Your assignment:
Please reproduce each line of the data below exactly as shown.

Material provided:
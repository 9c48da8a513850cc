use std::env;

#[derive(Clone, Debug)]
pub struct AppConfig {
    pub calendar_api_url: String,
    pub anthropic_api_url: String,
    pub anthropic_api_key: String,
    pub anthropic_model: String,
    pub web_ui_path: String,
}

impl Default for AppConfig {
    fn default() -> Self {
        let calendar_api_url = env::var("STUDYTOOLS_CALENDAR_API_URL")
            .unwrap_or_else(|_| "http://localhost:8000".to_string());
        let anthropic_api_url = env::var("STUDYTOOLS_ANTHROPIC_API_URL")
            .unwrap_or_else(|_| "https://api.anthropic.com".to_string());
        // The only AI credential. Left empty when unset so the server can
        // still boot; chat requests report the missing key instead.
        let anthropic_api_key = env::var("ANTHROPIC_API_KEY").unwrap_or_else(|_| String::new());
        let anthropic_model = env::var("STUDYTOOLS_ANTHROPIC_MODEL")
            .unwrap_or_else(|_| "claude-3-5-sonnet-latest".to_string());
        let web_ui_path =
            env::var("STUDYTOOLS_WEB_UI_PATH").unwrap_or_else(|_| "./web-ui".to_string());

        Self {
            calendar_api_url,
            anthropic_api_url,
            anthropic_api_key,
            anthropic_model,
            web_ui_path,
        }
    }
}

Task output:
repository 9c48da8a513850cc
use std::env;

#[derive(Clone, Debug)]
pub struct AppConfig {
    pub calendar_api_url: String,
    pub anthropic_api_url: String,
    pub anthropic_api_key: String,
    pub anthropic_model: String,
    pub web_ui_path: String,
}

impl Default for AppConfig {
    fn default() -> Self {
        let calendar_api_url = env::var("STUDYTOOLS_CALENDAR_API_URL")
            .unwrap_or_else(|_| "http://localhost:8000".to_string());
        let anthropic_api_url = env::var("STUDYTOOLS_ANTHROPIC_API_URL")
            .unwrap_or_else(|_| "https://api.anthropic.com".to_string());
        // The only AI credential. Left empty when unset so the server can
        // still boot; chat requests report the missing key instead.
        let anthropic_api_key = env::var("ANTHROPIC_API_KEY").unwrap_or_else(|_| String::new());
        let anthropic_model = env::var("STUDYTOOLS_ANTHROPIC_MODEL")
            .unwrap_or_else(|_| "claude-3-5-sonnet-latest".to_string());
        let web_ui_path =
            env::var("STUDYTOOLS_WEB_UI_PATH").unwrap_or_else(|_| "./web-ui".to_string());

        Self {
            calendar_api_url,
            anthropic_api_url,
            anthropic_api_key,
            anthropic_model,
            web_ui_path,
        }
    }
}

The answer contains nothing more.